WORK INSTRUCTION:
Transcribe the listing word for word. Begin at its first line and end with the line containing "HTTP/1.1 means at".

INFORMATION SHOWN:
***

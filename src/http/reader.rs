//! Reader stage
//!
//! Drains readable sockets into per-connection buffers, runs the
//! incremental parser, and hands complete request heads and streamed body
//! parts to the handler stage in arrival order. Serial HTTP/1.1 means at
//! most one request in flight per connection: bytes of a pipelined
//! follow-up stay buffered until the writer re-arms the connection.

use std::sync::{Arc, OnceLock, Weak};

use tracing::{debug, warn};

use crate::domain_types::{QueueCapacity, WorkerCount};
use crate::eds::event::StageEvent;
use crate::eds::job::Job;
use crate::eds::queue::QueueError;
use crate::eds::stage::{EventHandler, EventHandlerFactory, Stage};
use crate::http::body::BodyPart;
use crate::http::handler::{CloseReason, HandlerStage};
use crate::http::parser::ParseYield;
use crate::http::writer::WriterStage;
use crate::net::conn::{ConnState, Connection};
use crate::net::reactor::Readiness;

/// Events accepted by the reader stage.
pub enum ReaderEvent {
    /// Readiness notification: bytes may be waiting on the socket.
    DataAvailable(Arc<Connection>),
    /// Close the connection and release its reference.
    Close(Arc<Connection>),
}

impl StageEvent for ReaderEvent {
    fn describe(&self) -> &'static str {
        match self {
            ReaderEvent::DataAvailable(_) => "data-available",
            ReaderEvent::Close(_) => "close",
        }
    }
}

/// The stage that owns all socket input.
pub struct ReaderStage {
    stage: Arc<Stage<ReaderEvent>>,
    handler: Arc<HandlerStage>,
    writer: Arc<WriterStage>,
    readiness: OnceLock<Weak<dyn Readiness>>,
}

impl ReaderStage {
    pub fn new(
        capacity: QueueCapacity,
        workers: WorkerCount,
        handler: Arc<HandlerStage>,
        writer: Arc<WriterStage>,
    ) -> Arc<Self> {
        Arc::new_cyclic(|me: &Weak<ReaderStage>| Self {
            stage: Stage::new(
                "http-reader",
                capacity,
                workers,
                Arc::new(ReaderFactory { stage: me.clone() }),
            ),
            handler,
            writer,
            readiness: OnceLock::new(),
        })
    }

    pub fn set_readiness(&self, readiness: Arc<dyn Readiness>) {
        let _ = self.readiness.set(Arc::downgrade(&readiness));
    }

    pub fn start(&self) {
        self.stage.start();
    }

    pub fn stop(&self) {
        self.stage.stop();
    }

    pub fn post_data_available(&self, conn: &Arc<Connection>) -> Result<(), QueueError> {
        self.stage
            .post(ReaderEvent::DataAvailable(Arc::clone(conn)))
    }

    pub fn post_close(&self, conn: &Arc<Connection>) -> Result<(), QueueError> {
        self.stage.post(ReaderEvent::Close(Arc::clone(conn)))
    }

    fn on_data_available(&self, conn: &Arc<Connection>) {
        if matches!(conn.state(), ConnState::Closing | ConnState::Closed) {
            return;
        }
        conn.touch();

        let mut saw_eof = false;
        let mut io_failed = false;
        let mut idle_at_boundary = false;
        let mut mid_request = false;
        {
            let mut r = conn.reader.lock().expect("reader state mutex poisoned");

            // Serial mode: while a request is being processed, bytes of
            // the next one stay in the kernel buffer until the writer
            // re-arms this connection.
            if conn.state() != ConnState::Reading && r.parser.at_request_boundary() {
                return;
            }

            let mut chunk = [0u8; 8 * 1024];
            loop {
                match conn.read_some(&mut chunk) {
                    Ok(0) => {
                        saw_eof = true;
                        break;
                    }
                    Ok(n) => r.buf.extend_from_slice(&chunk[..n]),
                    Err(e) if e.kind() == std::io::ErrorKind::WouldBlock => break,
                    Err(e) if e.kind() == std::io::ErrorKind::Interrupted => {}
                    Err(e) => {
                        debug!(conn = %conn.core().id(), error = %e, "socket read failed");
                        io_failed = true;
                        break;
                    }
                }
            }

            if !io_failed {
                while conn.state() == ConnState::Reading || !r.parser.at_request_boundary() {
                    let yields = {
                        let state = &mut *r;
                        match state.parser.feed(&mut state.buf) {
                            Ok(yields) => yields,
                            Err(e) => {
                                warn!(conn = %conn.core().id(), error = %e, "malformed request");
                                conn.set_keep_alive(false);
                                state.buf.clear();
                                self.writer.send_error(conn, 400, "Bad Request").ok();
                                break;
                            }
                        }
                    };
                    if yields.is_empty() {
                        break;
                    }
                    for item in yields {
                        match item {
                            ParseYield::Head(request) => {
                                r.next_input_index = 0;
                                // Serial mode: the state flips before the
                                // next head could be parsed.
                                conn.set_state(ConnState::Processing);
                                self.handler.post_request(conn, request).ok();
                            }
                            ParseYield::BodyChunk { data, is_last } => {
                                let part =
                                    BodyPart::inline(r.next_input_index, data, is_last);
                                r.next_input_index += 1;
                                self.handler.post_input_body(conn, part).ok();
                            }
                        }
                    }
                }
            }

            mid_request = !r.parser.at_request_boundary();
            idle_at_boundary = conn.state() == ConnState::Reading
                && r.parser.at_request_boundary();
        }

        if io_failed {
            self.close_now(conn);
        } else if saw_eof {
            if mid_request {
                // Peer went away mid-request: the handler stage gets a
                // synthetic close so module state unwinds.
                debug!(conn = %conn.core().id(), "peer disconnected mid-request");
                if self
                    .handler
                    .post_close(conn, CloseReason::Drain)
                    .is_err()
                {
                    self.close_now(conn);
                }
            } else if idle_at_boundary {
                // Peer hung up between requests, possibly leaving a
                // partial head that can never complete.
                self.close_now(conn);
            } else {
                // Half-close while a response is in flight: no further
                // requests can arrive, but the response still goes out.
                conn.set_keep_alive(false);
            }
        }
    }

    fn close_now(&self, conn: &Arc<Connection>) {
        conn.set_state(ConnState::Closing);
        if let Some(readiness) = self.readiness.get().and_then(Weak::upgrade) {
            readiness.deregister(conn);
        }
        conn.shutdown_socket();
        conn.set_state(ConnState::Closed);
        conn.core().set_alive(false);
        conn.clear_handler_inbox();
        debug!(conn = %conn.core().id(), "connection closed by reader");
    }
}

impl std::fmt::Debug for ReaderStage {
    fn fmt(&self, f: &mut std::fmt::Formatter<'_>) -> std::fmt::Result {
        f.debug_struct("ReaderStage").finish_non_exhaustive()
    }
}

struct ReaderFactory {
    stage: Weak<ReaderStage>,
}

impl EventHandlerFactory<ReaderEvent> for ReaderFactory {
    fn new_handler(&self) -> Box<dyn EventHandler<ReaderEvent>> {
        Box::new(ReaderEventHandler {
            stage: self.stage.clone(),
        })
    }
}

struct ReaderEventHandler {
    stage: Weak<ReaderStage>,
}

impl EventHandler<ReaderEvent> for ReaderEventHandler {
    fn handle_event(&mut self, event: ReaderEvent) -> crate::Result<()> {
        let Some(stage) = self.stage.upgrade() else {
            return Ok(());
        };
        match event {
            ReaderEvent::DataAvailable(conn) => stage.on_data_available(&conn),
            ReaderEvent::Close(conn) => stage.close_now(&conn),
        }
        Ok(())
    }
}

***

RESPONSE BELOW:
filename src/http/reader.rs
//! Reader stage
//!
//! Drains readable sockets into per-connection buffers, runs the
//! incremental parser, and hands complete request heads and streamed body
//! parts to the handler stage in arrival order. Serial HTTP/1.1 means at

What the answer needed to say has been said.